[Saved data entries]

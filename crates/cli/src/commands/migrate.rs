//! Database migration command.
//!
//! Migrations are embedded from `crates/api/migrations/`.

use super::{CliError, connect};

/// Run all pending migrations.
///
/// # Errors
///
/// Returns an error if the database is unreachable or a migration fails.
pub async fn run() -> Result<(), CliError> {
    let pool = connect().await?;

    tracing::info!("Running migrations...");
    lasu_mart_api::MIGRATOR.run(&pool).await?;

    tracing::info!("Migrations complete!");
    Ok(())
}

--

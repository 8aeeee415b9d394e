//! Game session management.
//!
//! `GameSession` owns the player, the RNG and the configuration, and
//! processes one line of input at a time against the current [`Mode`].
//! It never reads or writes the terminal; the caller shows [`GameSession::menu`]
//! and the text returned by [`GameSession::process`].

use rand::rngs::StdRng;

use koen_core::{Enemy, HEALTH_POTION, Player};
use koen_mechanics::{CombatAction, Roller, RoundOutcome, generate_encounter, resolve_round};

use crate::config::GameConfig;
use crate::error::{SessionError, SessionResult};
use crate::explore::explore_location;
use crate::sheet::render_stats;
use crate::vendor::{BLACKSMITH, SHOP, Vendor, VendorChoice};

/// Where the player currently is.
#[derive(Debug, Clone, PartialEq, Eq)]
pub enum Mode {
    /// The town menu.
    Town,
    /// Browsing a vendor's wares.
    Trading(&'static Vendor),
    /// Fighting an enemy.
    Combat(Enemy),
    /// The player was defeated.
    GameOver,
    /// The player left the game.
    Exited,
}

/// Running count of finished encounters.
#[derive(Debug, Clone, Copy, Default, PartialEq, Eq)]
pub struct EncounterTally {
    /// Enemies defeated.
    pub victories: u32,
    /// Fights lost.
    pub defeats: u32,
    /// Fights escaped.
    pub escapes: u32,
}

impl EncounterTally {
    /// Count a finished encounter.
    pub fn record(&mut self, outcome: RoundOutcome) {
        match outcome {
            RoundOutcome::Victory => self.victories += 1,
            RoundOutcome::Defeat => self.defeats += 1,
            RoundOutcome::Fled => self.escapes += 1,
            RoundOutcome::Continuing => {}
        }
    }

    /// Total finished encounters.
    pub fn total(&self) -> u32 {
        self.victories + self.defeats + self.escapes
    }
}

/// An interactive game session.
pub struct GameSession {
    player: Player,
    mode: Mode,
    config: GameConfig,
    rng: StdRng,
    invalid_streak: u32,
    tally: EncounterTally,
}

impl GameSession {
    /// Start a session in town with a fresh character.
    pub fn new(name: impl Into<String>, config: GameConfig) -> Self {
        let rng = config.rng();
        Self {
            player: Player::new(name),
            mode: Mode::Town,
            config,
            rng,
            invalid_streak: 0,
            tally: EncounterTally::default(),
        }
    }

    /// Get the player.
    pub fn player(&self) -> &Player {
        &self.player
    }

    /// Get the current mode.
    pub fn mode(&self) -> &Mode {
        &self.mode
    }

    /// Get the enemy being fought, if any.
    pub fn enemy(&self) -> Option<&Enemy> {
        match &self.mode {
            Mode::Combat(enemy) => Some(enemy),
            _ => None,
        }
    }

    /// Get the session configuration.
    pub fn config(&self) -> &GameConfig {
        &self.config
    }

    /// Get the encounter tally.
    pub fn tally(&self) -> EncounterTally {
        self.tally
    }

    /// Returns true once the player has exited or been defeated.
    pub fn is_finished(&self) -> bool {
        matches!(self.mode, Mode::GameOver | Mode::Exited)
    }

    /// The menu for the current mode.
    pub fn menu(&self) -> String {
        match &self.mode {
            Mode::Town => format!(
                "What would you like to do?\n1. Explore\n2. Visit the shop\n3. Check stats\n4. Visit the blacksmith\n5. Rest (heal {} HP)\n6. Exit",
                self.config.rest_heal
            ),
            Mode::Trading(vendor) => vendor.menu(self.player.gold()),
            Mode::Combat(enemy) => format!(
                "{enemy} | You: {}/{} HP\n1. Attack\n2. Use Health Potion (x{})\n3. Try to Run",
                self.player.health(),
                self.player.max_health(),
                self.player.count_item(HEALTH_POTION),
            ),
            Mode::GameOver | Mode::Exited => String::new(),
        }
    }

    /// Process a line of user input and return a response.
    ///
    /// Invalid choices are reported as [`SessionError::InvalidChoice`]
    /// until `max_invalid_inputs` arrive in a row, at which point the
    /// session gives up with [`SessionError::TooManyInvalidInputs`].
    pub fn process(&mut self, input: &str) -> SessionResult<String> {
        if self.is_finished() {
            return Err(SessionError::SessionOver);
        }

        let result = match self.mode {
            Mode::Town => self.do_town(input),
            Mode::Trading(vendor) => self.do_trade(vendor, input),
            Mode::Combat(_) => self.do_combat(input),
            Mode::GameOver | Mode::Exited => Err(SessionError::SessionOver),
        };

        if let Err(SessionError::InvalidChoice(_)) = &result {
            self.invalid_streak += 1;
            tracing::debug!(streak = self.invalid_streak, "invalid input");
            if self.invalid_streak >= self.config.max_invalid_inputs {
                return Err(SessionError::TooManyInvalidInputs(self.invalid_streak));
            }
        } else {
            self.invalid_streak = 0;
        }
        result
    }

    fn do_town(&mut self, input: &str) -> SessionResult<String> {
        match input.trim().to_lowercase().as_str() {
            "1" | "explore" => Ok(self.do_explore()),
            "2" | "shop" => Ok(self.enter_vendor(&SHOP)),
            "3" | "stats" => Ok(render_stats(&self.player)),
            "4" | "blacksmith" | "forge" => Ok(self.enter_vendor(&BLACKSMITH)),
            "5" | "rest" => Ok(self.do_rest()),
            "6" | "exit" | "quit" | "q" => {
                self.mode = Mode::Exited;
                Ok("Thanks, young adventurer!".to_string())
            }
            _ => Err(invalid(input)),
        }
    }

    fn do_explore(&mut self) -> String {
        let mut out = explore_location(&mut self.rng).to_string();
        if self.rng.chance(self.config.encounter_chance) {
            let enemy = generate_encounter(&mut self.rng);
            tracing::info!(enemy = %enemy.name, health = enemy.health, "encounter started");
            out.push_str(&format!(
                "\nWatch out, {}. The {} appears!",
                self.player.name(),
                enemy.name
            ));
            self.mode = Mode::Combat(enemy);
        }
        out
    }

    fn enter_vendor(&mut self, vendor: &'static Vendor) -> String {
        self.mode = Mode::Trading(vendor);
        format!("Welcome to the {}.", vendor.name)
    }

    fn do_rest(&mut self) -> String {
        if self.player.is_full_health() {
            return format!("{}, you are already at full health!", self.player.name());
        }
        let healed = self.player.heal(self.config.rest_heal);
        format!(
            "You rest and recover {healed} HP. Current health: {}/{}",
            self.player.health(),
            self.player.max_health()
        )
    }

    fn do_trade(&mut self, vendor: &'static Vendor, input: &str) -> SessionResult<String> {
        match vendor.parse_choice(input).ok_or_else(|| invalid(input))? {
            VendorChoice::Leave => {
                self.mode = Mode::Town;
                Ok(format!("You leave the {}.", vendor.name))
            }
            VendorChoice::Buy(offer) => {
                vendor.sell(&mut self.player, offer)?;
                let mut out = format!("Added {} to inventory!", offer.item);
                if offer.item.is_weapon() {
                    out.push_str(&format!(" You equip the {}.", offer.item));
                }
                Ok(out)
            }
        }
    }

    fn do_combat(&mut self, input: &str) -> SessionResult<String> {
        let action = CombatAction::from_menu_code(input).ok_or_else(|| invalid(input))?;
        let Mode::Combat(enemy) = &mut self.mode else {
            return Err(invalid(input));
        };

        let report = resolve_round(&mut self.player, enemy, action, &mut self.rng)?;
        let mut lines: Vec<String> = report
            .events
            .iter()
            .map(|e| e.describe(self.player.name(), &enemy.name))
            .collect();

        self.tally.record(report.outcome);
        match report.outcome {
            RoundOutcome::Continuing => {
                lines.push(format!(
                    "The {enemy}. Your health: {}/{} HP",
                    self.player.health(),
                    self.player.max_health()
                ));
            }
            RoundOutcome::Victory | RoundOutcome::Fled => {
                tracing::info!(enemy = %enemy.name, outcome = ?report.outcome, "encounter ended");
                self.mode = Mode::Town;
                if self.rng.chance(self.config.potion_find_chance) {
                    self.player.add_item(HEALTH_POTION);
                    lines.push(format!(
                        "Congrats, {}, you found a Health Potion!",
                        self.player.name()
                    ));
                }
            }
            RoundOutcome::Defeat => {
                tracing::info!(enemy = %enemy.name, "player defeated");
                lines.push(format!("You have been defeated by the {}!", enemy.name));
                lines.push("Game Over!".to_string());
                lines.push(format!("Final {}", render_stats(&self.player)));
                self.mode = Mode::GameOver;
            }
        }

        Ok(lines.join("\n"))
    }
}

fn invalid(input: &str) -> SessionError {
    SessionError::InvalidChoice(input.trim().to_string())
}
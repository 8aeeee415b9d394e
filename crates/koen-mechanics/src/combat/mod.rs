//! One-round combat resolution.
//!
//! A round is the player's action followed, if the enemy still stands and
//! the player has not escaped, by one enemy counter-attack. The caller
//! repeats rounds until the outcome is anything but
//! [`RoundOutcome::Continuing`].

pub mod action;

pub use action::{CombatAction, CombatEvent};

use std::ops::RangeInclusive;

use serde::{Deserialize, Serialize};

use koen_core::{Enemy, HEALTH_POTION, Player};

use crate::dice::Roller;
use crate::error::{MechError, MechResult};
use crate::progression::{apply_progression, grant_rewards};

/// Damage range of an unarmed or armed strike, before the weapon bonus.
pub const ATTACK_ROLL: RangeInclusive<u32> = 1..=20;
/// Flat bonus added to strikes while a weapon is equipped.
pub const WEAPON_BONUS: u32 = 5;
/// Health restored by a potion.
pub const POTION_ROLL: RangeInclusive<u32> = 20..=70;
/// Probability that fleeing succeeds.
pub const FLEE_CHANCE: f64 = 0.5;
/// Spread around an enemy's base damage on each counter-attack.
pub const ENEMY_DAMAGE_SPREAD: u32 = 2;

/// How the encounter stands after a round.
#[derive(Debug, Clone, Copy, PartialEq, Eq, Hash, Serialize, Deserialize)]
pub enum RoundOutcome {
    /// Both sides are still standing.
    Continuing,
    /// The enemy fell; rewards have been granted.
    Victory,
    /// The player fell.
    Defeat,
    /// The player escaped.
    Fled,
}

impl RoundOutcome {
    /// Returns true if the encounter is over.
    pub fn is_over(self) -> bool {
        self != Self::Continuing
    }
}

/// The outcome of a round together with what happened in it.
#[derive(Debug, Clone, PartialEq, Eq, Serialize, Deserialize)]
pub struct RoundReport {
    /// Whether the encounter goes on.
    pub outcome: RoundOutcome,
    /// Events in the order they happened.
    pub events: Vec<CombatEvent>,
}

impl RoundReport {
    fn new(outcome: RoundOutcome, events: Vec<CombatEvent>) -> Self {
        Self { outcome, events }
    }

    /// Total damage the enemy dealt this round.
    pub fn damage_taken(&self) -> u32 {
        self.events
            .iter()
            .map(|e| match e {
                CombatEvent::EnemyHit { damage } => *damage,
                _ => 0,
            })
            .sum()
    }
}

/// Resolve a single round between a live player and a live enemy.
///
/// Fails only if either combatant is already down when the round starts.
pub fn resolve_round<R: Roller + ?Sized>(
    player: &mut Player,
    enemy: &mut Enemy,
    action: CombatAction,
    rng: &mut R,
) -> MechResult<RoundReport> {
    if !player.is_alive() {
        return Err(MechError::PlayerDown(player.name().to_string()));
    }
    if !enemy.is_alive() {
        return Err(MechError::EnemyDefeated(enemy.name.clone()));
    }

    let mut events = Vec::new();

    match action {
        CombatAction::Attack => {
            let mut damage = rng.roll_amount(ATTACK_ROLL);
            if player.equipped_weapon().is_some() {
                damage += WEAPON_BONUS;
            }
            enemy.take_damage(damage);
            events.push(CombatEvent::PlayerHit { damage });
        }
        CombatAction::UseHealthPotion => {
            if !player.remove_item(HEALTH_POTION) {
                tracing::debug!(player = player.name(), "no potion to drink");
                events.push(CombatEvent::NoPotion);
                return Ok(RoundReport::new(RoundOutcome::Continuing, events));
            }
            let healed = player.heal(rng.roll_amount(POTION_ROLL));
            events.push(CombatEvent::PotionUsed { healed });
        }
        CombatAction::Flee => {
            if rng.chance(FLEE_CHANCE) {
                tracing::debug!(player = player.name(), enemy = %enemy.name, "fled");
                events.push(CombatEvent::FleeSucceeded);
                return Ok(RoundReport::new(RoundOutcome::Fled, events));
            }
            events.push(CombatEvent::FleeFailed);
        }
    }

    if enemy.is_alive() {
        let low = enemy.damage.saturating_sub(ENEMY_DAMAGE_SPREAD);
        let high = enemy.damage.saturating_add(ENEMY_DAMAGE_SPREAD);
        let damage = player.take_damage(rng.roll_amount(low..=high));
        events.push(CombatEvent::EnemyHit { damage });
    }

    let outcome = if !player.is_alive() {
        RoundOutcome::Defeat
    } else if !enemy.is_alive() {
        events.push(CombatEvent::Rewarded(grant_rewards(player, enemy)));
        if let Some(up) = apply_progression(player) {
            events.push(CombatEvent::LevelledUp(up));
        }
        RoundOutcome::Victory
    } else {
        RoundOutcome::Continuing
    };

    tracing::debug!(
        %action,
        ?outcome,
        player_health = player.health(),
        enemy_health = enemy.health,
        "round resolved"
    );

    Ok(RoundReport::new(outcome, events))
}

## PROBLEM STATEMENT:
Review the entries above and return every line where "EnemyHit" appears.

## ANSWER SECTION:
                CombatEvent::EnemyHit { damage } => *damage,
        events.push(CombatEvent::EnemyHit { damage });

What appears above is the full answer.